New Los Angeles Clippers owner Steve Ballmer hired Gillian Zucker to be the team's president of business operations last month, making Zucker -- previously president of California's Auto Club Speedway, the West Coast's largest racetrack -- one of the most powerful women in sports. Running the financial dealings of a talented NBA franchise can keep a person busy, so ESPN's Ramona Shelburne caught up with Zucker via email to discuss her big year.

Ramona Shelburne: You have said that you pursued this job almost from the moment you heard Steve was buying the team. What made you want this job so badly?

Gillian Zucker: When I heard that Steve Ballmer was buying the Clippers, it occurred to me this was probably the best sports platform of modern times. Here was a major-market team, in a city passionate about basketball, with a remarkable, business-savvy owner who is arguably the greatest sports fan on earth. I wanted to be part of it.


Steve said that you met several times before he hired you, including a four-hour dinner. What did you guys talk about?

Zucker: In a four-hour meeting, you cover a lot of ground. He was very strategic in the conversation, which essentially spanned every aspect of the business, from sponsorships to broadcast to ticketing. We talked about where the best seats are to watch a game, management styles and a dozen other topics. He is exactly as he seems. I left exhausted and invigorated at the same time, hoping it would be the first of many dinners that would challenge and inspire me.

You immediately became one of the most powerful women in sports when you took this job. What does that mean to you?

Zucker: It's humbling to think that I could inspire a young woman or girl to believe that they can follow their dreams and achieve anything they can imagine. And it also makes me feel grateful to my own parents, who instilled that belief in me.

Who were your mentors? What's the most important thing they taught you?

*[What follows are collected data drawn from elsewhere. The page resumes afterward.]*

//! 方法验证拦截器与通知器
//!
//! 调用前验证参数，违反约束时不调用目标方法；调用成功后验证返回值，
//! 此时目标方法已经执行，只拒绝返回值。

use std::sync::Arc;

use chimera_aop::{
    Advice, Advisor, ClassFilter, Method, MethodInterceptor, MethodInvocation, MethodMatcher,
    Pointcut, PointcutAdvisor, Target, Throwable, TrueMethodMatcher, Value,
};
use chimera_core::constants::VALIDATION_ADVISOR_ORDER;

use crate::error::ValidationError;
use crate::groups::ValidatedGroups;
use crate::validator::ExecutableValidator;

const FACTORY_BEAN: &str = "FactoryBean";
const SMART_FACTORY_BEAN: &str = "SmartFactoryBean";
const GET_OBJECT: &str = "getObject";
const FACTORY_BEAN_METHODS: &[&str] = &["getObject", "getObjectType", "isSingleton"];
const SMART_FACTORY_BEAN_METHODS: &[&str] = &[
    "getObject",
    "getObjectType",
    "isSingleton",
    "isPrototype",
    "isEagerInit",
];

/// 方法验证拦截器
pub struct MethodValidationInterceptor {
    validator: Arc<dyn ExecutableValidator>,
    groups: Arc<ValidatedGroups>,
}

impl MethodValidationInterceptor {
    pub fn new(validator: Arc<dyn ExecutableValidator>, groups: ValidatedGroups) -> Self {
        Self {
            validator,
            groups: Arc::new(groups),
        }
    }

    pub fn groups(&self) -> &ValidatedGroups {
        &self.groups
    }

    /// 匹配声明了 `Validated` 的类型的所有方法
    pub fn into_advisor(self: Arc<Self>) -> Advisor {
        let pointcut: Arc<dyn Pointcut> = Arc::new(ValidatedTypePointcut {
            class_filter: ValidatedTypeFilter {
                groups: Arc::clone(&self.groups),
            },
        });
        PointcutAdvisor::new("methodValidationAdvisor", pointcut, Advice::Around(self))
            .with_order(VALIDATION_ADVISOR_ORDER)
            .into()
    }
}

/// FactoryBean 的元数据方法不做验证
fn is_factory_bean_metadata_method(method: &Method, target: &dyn Target) -> bool {
    let declaring_type = method.declaring_type();
    if declaring_type == FACTORY_BEAN || declaring_type == SMART_FACTORY_BEAN {
        return method.name() != GET_OBJECT;
    }

    let interfaces = target.interfaces();
    let factory_methods = if interfaces.iter().any(|i| i == SMART_FACTORY_BEAN) {
        SMART_FACTORY_BEAN_METHODS
    } else if interfaces.iter().any(|i| i == FACTORY_BEAN) {
        FACTORY_BEAN_METHODS
    } else {
        return false;
    };
    method.name() != GET_OBJECT && factory_methods.contains(&method.name())
}

/// 目标类型上实际执行的方法：签名相同的具体方法，或同名同参数个数的非桥接方法
fn find_bridged_method(method: &Method, target: &dyn Target) -> Method {
    let specific = target.most_specific_method(method);
    if specific != *method {
        return specific;
    }
    target
        .methods()
        .into_iter()
        .find(|candidate| {
            candidate.declaring_type() == target.type_name()
                && candidate.name() == method.name()
                && candidate.parameter_count() == method.parameter_count()
                && !candidate.is_bridge()
        })
        .unwrap_or(specific)
}

impl MethodInterceptor for MethodValidationInterceptor {
    fn invoke(&self, invocation: &mut MethodInvocation<'_>) -> Result<Value, Throwable> {
        let method = invocation.method();
        let target = invocation.target();
        if is_factory_bean_metadata_method(method, target) {
            return invocation.proceed();
        }

        let target_type = invocation.target_type();
        let groups = self.groups.determine(method, target_type);
        let mut method_to_validate = method.clone();

        let violations = match self.validator.validate_parameters(
            target_type,
            method,
            invocation.arguments(),
            &groups,
        ) {
            Err(ValidationError::SignatureMismatch { message, .. }) => {
                method_to_validate = find_bridged_method(method, target);
                tracing::trace!(
                    "Retrying parameter validation of '{}' against '{}': {}",
                    method,
                    method_to_validate,
                    message
                );
                self.validator.validate_parameters(
                    target_type,
                    &method_to_validate,
                    invocation.arguments(),
                    &groups,
                )?
            }
            other => other?,
        };
        if !violations.is_empty() {
            tracing::debug!("Parameter validation of '{}' failed with {} violation(s)", method, violations.len());
            return Err(ValidationError::ConstraintViolations(violations).into());
        }

        let return_value = invocation.proceed()?;

        let violations =
            self.validator
                .validate_return_value(target_type, &method_to_validate, &return_value, &groups)?;
        if !violations.is_empty() {
            tracing::debug!("Return value validation of '{}' failed with {} violation(s)", method, violations.len());
            return Err(ValidationError::ConstraintViolations(violations).into());
        }
        Ok(return_value)
    }
}

struct ValidatedTypeFilter {
    groups: Arc<ValidatedGroups>,
}

impl ClassFilter for ValidatedTypeFilter {
    fn matches(&self, target_type: &str) -> bool {
        self.groups.is_validated_type(target_type)
    }
}

struct ValidatedTypePointcut {
    class_filter: ValidatedTypeFilter,
}

impl Pointcut for ValidatedTypePointcut {
    fn class_filter(&self) -> &dyn ClassFilter {
        &self.class_filter
    }

    fn method_matcher(&self) -> &dyn MethodMatcher {
        &TrueMethodMatcher
    }
}

#[cfg(test)]
mod tests {
    use super::*;
    use crate::constraint::{Constraint, ConstraintRule};
    use crate::validator::{DeclarativeValidator, MethodConstraints};
    use chimera_aop::{FnTarget, ProxyFactory};
    use chimera_core::order::Ordered;
    use serde_json::json;
    use std::sync::atomic::{AtomicUsize, Ordering};

    fn register() -> Method {
        Method::new("UserService", "register").with_params(["String"])
    }

    fn user_service(calls: Arc<AtomicUsize>) -> Arc<dyn Target> {
        Arc::new(
            FnTarget::new("UserService")
                .method(register(), move |args, _| {
                    calls.fetch_add(1, Ordering::SeqCst);
                    match args[0].as_str() {
                        Some("nobody@example.com") => Ok(json!({"name": "nobody"})),
                        _ => Ok(json!({"id": 1, "email": args[0].clone()})),
                    }
                })
                .method(Method::new("UserService", "ping"), |_, _| Ok(json!("pong"))),
        )
    }

    fn validator() -> Arc<dyn ExecutableValidator> {
        Arc::new(
            DeclarativeValidator::new()
                .declare(
                    register(),
                    MethodConstraints::new()
                        .parameter(0, Constraint::email().unwrap())
                        .parameter(0, ConstraintRule::new(Constraint::length(None, Some(10))).groups(["Short"]))
                        .return_value(ConstraintRule::new(Constraint::NotNull).property("id")),
                )
                .unwrap(),
        )
    }

    fn proxy(calls: &Arc<AtomicUsize>, groups: ValidatedGroups) -> chimera_aop::Proxy {
        let interceptor = Arc::new(MethodValidationInterceptor::new(validator(), groups));
        let advisor = interceptor.into_advisor();
        assert_eq!(advisor.order(), VALIDATION_ADVISOR_ORDER);
        ProxyFactory::new(user_service(Arc::clone(calls)))
            .add_advisor(advisor)
            .get_proxy()
    }

    #[test]
    fn test_parameter_violation_skips_invocation() {
        let calls = Arc::new(AtomicUsize::new(0));
        let proxy = proxy(&calls, ValidatedGroups::new().validated_type("UserService", Vec::<String>::new()));

        let error = proxy.call(&register(), vec![json!("not-an-email")]).unwrap_err();
        assert_eq!(error.error_type().name(), "ConstraintViolationException");
        let violations = error.downcast_ref::<ValidationError>().unwrap().violations();
        assert_eq!(violations.len(), 1);
        assert_eq!(violations[0].path, "register.arg0");
        assert_eq!(calls.load(Ordering::SeqCst), 0);

        let user = proxy.call(&register(), vec![json!("ann@example.com")]).unwrap();
        assert_eq!(user["id"], json!(1));
        assert_eq!(calls.load(Ordering::SeqCst), 1);
    }

    #[test]
    fn test_return_value_violation_after_invocation() {
        let calls = Arc::new(AtomicUsize::new(0));
        let proxy = proxy(&calls, ValidatedGroups::new().validated_type("UserService", Vec::<String>::new()));

        let error = proxy.call(&register(), vec![json!("nobody@example.com")]).unwrap_err();
        assert_eq!(error.error_type().name(), "ConstraintViolationException");
        assert!(error.message().contains("register.<return value>.id"));
        assert_eq!(calls.load(Ordering::SeqCst), 1);
    }

    #[test]
    fn test_method_groups_override_type_groups() {
        let calls = Arc::new(AtomicUsize::new(0));
        let groups = ValidatedGroups::new()
            .validated_type("UserService", Vec::<String>::new())
            .validated_method("UserService", "register", ["Short"]);
        let proxy = proxy(&calls, groups);

        // 只验证 Short 分组：不是邮箱也能通过，超长则失败
        proxy.call(&register(), vec![json!("ann")]).unwrap();
        let error = proxy
            .call(&register(), vec![json!("a-very-long-name")])
            .unwrap_err();
        assert!(error.message().contains("length must be at most 10"));
    }

    #[test]
    fn test_unvalidated_type_not_advised() {
        let calls = Arc::new(AtomicUsize::new(0));
        let proxy = proxy(&calls, ValidatedGroups::new());
        assert!(proxy.call(&register(), vec![json!("not-an-email")]).is_ok());
    }

    #[test]
    fn test_bridged_method_retry() {
        let calls = Arc::new(AtomicUsize::new(0));
        let counter = Arc::clone(&calls);
        let generic = Method::new("Registry", "register").with_params(["T"]);
        let target: Arc<dyn Target> = Arc::new(
            FnTarget::new("UserService")
                .implements("Registry")
                .method(generic.redeclared_on("UserService").bridge(), |_, _| Ok(Value::Null))
                .method(register(), move |_, _| {
                    counter.fetch_add(1, Ordering::SeqCst);
                    Ok(json!({"id": 1}))
                }),
        );
        let interceptor = Arc::new(MethodValidationInterceptor::new(
            validator(),
            ValidatedGroups::new().validated_type("UserService", Vec::<String>::new()),
        ));
        let proxy = ProxyFactory::new(target).add_advisor(interceptor.into_advisor()).get_proxy();

        let error = proxy.call(&generic, vec![json!("not-an-email")]).unwrap_err();
        assert_eq!(error.error_type().name(), "ConstraintViolationException");
        assert_eq!(calls.load(Ordering::SeqCst), 0);
    }

    #[test]
    fn test_factory_bean_metadata_methods_exempt() {
        let target = FnTarget::new("UserFactory").implements("FactoryBean");
        assert!(is_factory_bean_metadata_method(&Method::new("UserFactory", "getObjectType"), &target));
        assert!(!is_factory_bean_metadata_method(&Method::new("UserFactory", "getObject"), &target));
        assert!(!is_factory_bean_metadata_method(&Method::new("UserFactory", "isPrototype"), &target));

        let smart = FnTarget::new("UserFactory").implements("SmartFactoryBean");
        assert!(is_factory_bean_metadata_method(&Method::new("UserFactory", "isEagerInit"), &smart));
        assert!(is_factory_bean_metadata_method(&Method::new("FactoryBean", "isSingleton"), &smart));
        assert!(!is_factory_bean_metadata_method(&Method::new("UserFactory", "register"), &FnTarget::new("UserFactory")));
    }
}
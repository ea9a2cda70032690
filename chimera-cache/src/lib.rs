//! Chimera Cache - 声明式缓存
//!
//! - 缓存操作：Cacheable、CachePut、CacheEvict 及其条件、unless 与键表达式
//! - 操作来源：静态声明与编译时注册
//! - 缓存与缓存管理器：基于并发 Map 的默认实现，支持同步加载
//! - 切面支持：命中、写入、清除与错误处理
//! - 拦截器与通知器

pub mod cache;
pub mod context;
pub mod error;
pub mod error_handler;
pub mod expression;
pub mod interceptor;
pub mod key;
pub mod manager;
pub mod operation;
pub mod properties;
pub mod resolver;
pub mod source;
pub mod support;

pub use cache::{Cache, ConcurrentMapCache, ValueLoader};
pub use context::{CacheOperationContext, CacheOperationContexts, CacheOperationMetadata};
pub use error::{CacheError, CacheResult};
pub use error_handler::{
    CacheErrorHandler, ErrorHandlerKind, LoggingCacheErrorHandler, SimpleCacheErrorHandler,
};
pub use expression::{
    CacheExpressionEvaluator, EvaluationContext, EvaluationError, NamedExpressionEvaluator,
    ResultState,
};
pub use interceptor::{CacheInterceptor, CacheOperationSourcePointcut};
pub use key::{CacheKey, KeyGenerator, SimpleKeyGenerator};
pub use manager::{CacheManager, ConcurrentMapCacheManager};
pub use operation::{CacheConfig, CacheOperation, OperationKind};
pub use properties::CacheProperties;
pub use resolver::{CacheInvocation, CacheResolver, NamedCacheResolver, SimpleCacheResolver};
pub use source::{
    CacheOperationSource, CachingRegistration, CompositeCacheOperationSource,
    DeclaredCacheOperationSource,
};
pub use support::CacheAspectSupport;

// 导出 inventory 供静态注册使用
pub use inventory;
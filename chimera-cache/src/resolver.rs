//! 缓存解析

use std::sync::Arc;

use chimera_aop::{Method, Value};

use crate::cache::Cache;
use crate::error::{CacheError, CacheResult};
use crate::manager::CacheManager;
use crate::operation::CacheOperation;

/// 解析缓存时可用的调用信息
#[derive(Debug, Clone, Copy)]
pub struct CacheInvocation<'a> {
    pub operation: &'a CacheOperation,
    pub method: &'a Method,
    pub target_type: &'a str,
    pub args: &'a [Value],
}

/// 缓存解析器
pub trait CacheResolver: Send + Sync {
    fn resolve_caches(&self, invocation: &CacheInvocation<'_>) -> CacheResult<Vec<Arc<dyn Cache>>>;
}

fn caches_by_name(
    manager: &dyn CacheManager,
    names: &[String],
    operation: &CacheOperation,
) -> CacheResult<Vec<Arc<dyn Cache>>> {
    names
        .iter()
        .map(|name| {
            manager.get_cache(name).ok_or_else(|| CacheError::CacheNotFound {
                cache: name.clone(),
                operation: operation.to_string(),
            })
        })
        .collect()
}

/// 按操作声明的缓存名称从管理器中取缓存
pub struct SimpleCacheResolver {
    cache_manager: Arc<dyn CacheManager>,
}

impl SimpleCacheResolver {
    pub fn new(cache_manager: Arc<dyn CacheManager>) -> Self {
        Self { cache_manager }
    }

    pub fn cache_manager(&self) -> &Arc<dyn CacheManager> {
        &self.cache_manager
    }
}

impl CacheResolver for SimpleCacheResolver {
    fn resolve_caches(&self, invocation: &CacheInvocation<'_>) -> CacheResult<Vec<Arc<dyn Cache>>> {
        caches_by_name(
            self.cache_manager.as_ref(),
            invocation.operation.cache_names(),
            invocation.operation,
        )
    }
}

/// 忽略操作声明，总是使用固定的缓存名称
pub struct NamedCacheResolver {
    cache_manager: Arc<dyn CacheManager>,
    cache_names: Vec<String>,
}

impl NamedCacheResolver {
    pub fn new<I, S>(cache_manager: Arc<dyn CacheManager>, cache_names: I) -> Self
    where
        I: IntoIterator<Item = S>,
        S: Into<String>,
    {
        Self {
            cache_manager,
            cache_names: cache_names.into_iter().map(Into::into).collect(),
        }
    }
}

impl CacheResolver for NamedCacheResolver {
    fn resolve_caches(&self, invocation: &CacheInvocation<'_>) -> CacheResult<Vec<Arc<dyn Cache>>> {
        caches_by_name(self.cache_manager.as_ref(), &self.cache_names, invocation.operation)
    }
}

Zucker: I have been lucky to have worked and learned from many people throughout my career, but Bill France Jr. had a profound effect on my life. He was tough, demanding and brilliant. His daughter Lesa (CEO and vice chairperson of International Speedway Corporation) shares those same qualities. They were both huge driving forces in my career.

But when I think of the most important thing I have been taught by a mentor, it would have to be from Peter Anlyan, the former GM of the Durham Bulls. He had a cartoon in his office that illustrated how indecision can bring you down. That same cartoon was the first thing up on the wall in my new office at Staples Center.

You tried a number of new things to boost attendance when you ran the Auto Club Speedway in Fontana. Did you ever encounter any resistance to those ideas from the NASCAR owners or drivers?

Zucker: When I took over the Speedway, Bill France Jr. gave me the challenge of making Auto Club Speedway the "Daytona of the West," not just in terms of the quality of races, but in what the track could mean to the region. We set out to accomplish this goal by utilizing anything and everything that we thought would elevate the Speedway, including numerous programs and promotions aimed at families and the diverse Southern California market. While there were times the track and I personally came under criticism, it was always with the intent of moving the industry forward. In the end, the amazing success of Auto Club Speedway would not have been possible without a true collaborate effort that included NASCAR, owners and drivers.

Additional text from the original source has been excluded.